What the exercise asks: Which lines of the records below contain the word "headers"? Report each of them in full.
##### Material to process
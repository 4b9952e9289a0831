//! Table rendering utilities for CLI outputs.

use unicode_width::UnicodeWidthStr;

pub struct Column {
    pub header: String,
    pub width: usize,
}

impl Column {
    pub fn new(header: &str) -> Self {
        Self {
            header: header.to_string(),
            width: header.width(),
        }
    }
}

pub struct Table {
    pub columns: Vec<Column>,
    pub rows: Vec<Vec<String>>,
}

impl Table {
    pub fn new(columns: Vec<Column>) -> Self {
        Self {
            columns,
            rows: Vec::new(),
        }
    }

    pub fn with_headers(headers: &[&str]) -> Self {
        Self::new(headers.iter().map(|h| Column::new(h)).collect())
    }

    /// Adds a row and widens columns to fit it. Missing cells render empty.
    pub fn add_row(&mut self, row: Vec<String>) {
        for (col, cell) in self.columns.iter_mut().zip(row.iter()) {
            col.width = col.width.max(cell.width());
        }
        self.rows.push(row);
    }

    pub fn is_empty(&self) -> bool {
        self.rows.is_empty()
    }

    pub fn render(&self) -> String {
        let mut out = String::new();

        // Header
        for col in &self.columns {
            out.push_str(&pad(&col.header, col.width));
            out.push(' ');
        }
        out.push('\n');

        for col in &self.columns {
            out.push_str(&"-".repeat(col.width));
            out.push(' ');
        }
        out.push('\n');

        // Rows
        for row in &self.rows {
            for (i, col) in self.columns.iter().enumerate() {
                let cell = row.get(i).map(String::as_str).unwrap_or("");
                out.push_str(&pad(cell, col.width));
                out.push(' ');
            }
            out.push('\n');
        }

        out
    }
}

/// Left-align by display width, so names with wide glyphs stay aligned.
fn pad(s: &str, width: usize) -> String {
    let fill = width.saturating_sub(s.width());
    format!("{s}{}", " ".repeat(fill))
}
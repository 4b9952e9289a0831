//! classroll library root.
//! Exposes the class/attendance model, its stores and statistics, the CLI
//! parser and the high-level run() function.

pub mod cli;
pub mod config;
pub mod core;
pub mod db;
pub mod errors;
pub mod export;
pub mod models;
pub mod ui;
pub mod utils;

use clap::Parser;
use cli::parser::{Cli, Commands};
use config::Config;
use errors::AppResult;

/// Central command dispatcher
pub fn dispatch(cli: &Cli, cfg: &Config) -> AppResult<()> {
    match &cli.command {
        Commands::Init => cli::commands::init::handle(cli),
        Commands::Config { .. } => cli::commands::config::handle(&cli.command, cfg),
        Commands::Add { .. } => cli::commands::add::handle(&cli.command, cfg),
        Commands::List { .. } => cli::commands::list::handle(&cli.command, cfg),
        Commands::Del { .. } => cli::commands::del::handle(&cli.command, cfg),
        Commands::Attendance { .. } => cli::commands::attendance::handle(&cli.command, cfg),
        Commands::Stats { .. } => cli::commands::stats::handle(&cli.command, cfg),
        Commands::Notifications { .. } => {
            cli::commands::notifications::handle(&cli.command, cfg)
        }
        Commands::Students => cli::commands::students::handle(cfg),
        Commands::Export { .. } => cli::commands::export::handle(&cli.command, cfg),
        Commands::Backup { .. } => cli::commands::backup::handle(&cli.command, cfg),
        Commands::Log { .. } => cli::commands::log::handle(&cli.command, cfg),
    }
}

/// Entry point used by main.rs
pub fn run() -> AppResult<()> {
    let cli = Cli::parse();

    // config is loaded once; --db wins over the configured database
    let mut cfg = Config::load()?;
    if let Some(custom_db) = &cli.db {
        cfg.database = utils::path::expand_tilde(custom_db)
            .to_string_lossy()
            .to_string();
    }

    dispatch(&cli, &cfg)
}
use crate::cli::parser::Commands;
use crate::config::Config;
use crate::errors::AppResult;
use crate::export::ExportLogic;

use super::{audit, open_class_store};

pub fn handle(cmd: &Commands, cfg: &Config) -> AppResult<()> {
    if let Commands::Export {
        format,
        file,
        student,
        force,
    } = cmd
    {
        let store = open_class_store(cfg)?;
        let classes = store.list(student.as_deref())?;

        let rows = ExportLogic::export(&classes, *format, file, student.as_deref(), *force)?;

        if rows > 0 {
            audit(
                store.repository().store(),
                "export",
                file,
                &format!("{rows} rows as {}", format.as_str()),
            );
        }
    }

    Ok(())
}
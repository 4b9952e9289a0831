// src/export/model.rs

use crate::models::ClassRecord;
use serde::Serialize;

pub const NOT_MARKED: &str = "not-marked";

/// Flat row of the attendance report: one per enrolled student per class.
#[derive(Serialize, Clone, Debug, PartialEq, Eq)]
pub struct AttendanceExport {
    pub class_id: i64,
    pub subject: String,
    pub date: String,
    pub time: String,
    pub duration: u32,
    pub location: String,
    pub class_status: String,
    pub student: String,
    pub attendance: String,
}

/// Rows for every class, restricted to `student` when given.
pub fn build_rows(classes: &[ClassRecord], student: Option<&str>) -> Vec<AttendanceExport> {
    classes
        .iter()
        .flat_map(|c| {
            c.students
                .iter()
                .filter(move |s| student.is_none_or(|wanted| wanted == s.as_str()))
                .map(move |s| AttendanceExport {
                    class_id: c.id,
                    subject: c.subject.clone(),
                    date: c.date_str(),
                    time: c.time_str(),
                    duration: c.duration,
                    location: c.location.clone(),
                    class_status: c.status.as_str().to_string(),
                    student: s.clone(),
                    attendance: c
                        .mark_of(s)
                        .map(|m| m.as_str().to_string())
                        .unwrap_or_else(|| NOT_MARKED.to_string()),
                })
        })
        .collect()
}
##########
Reply:
    pub fn with_headers(headers: &[&str]) -> Self {
        Self::new(headers.iter().map(|h| Column::new(h)).collect())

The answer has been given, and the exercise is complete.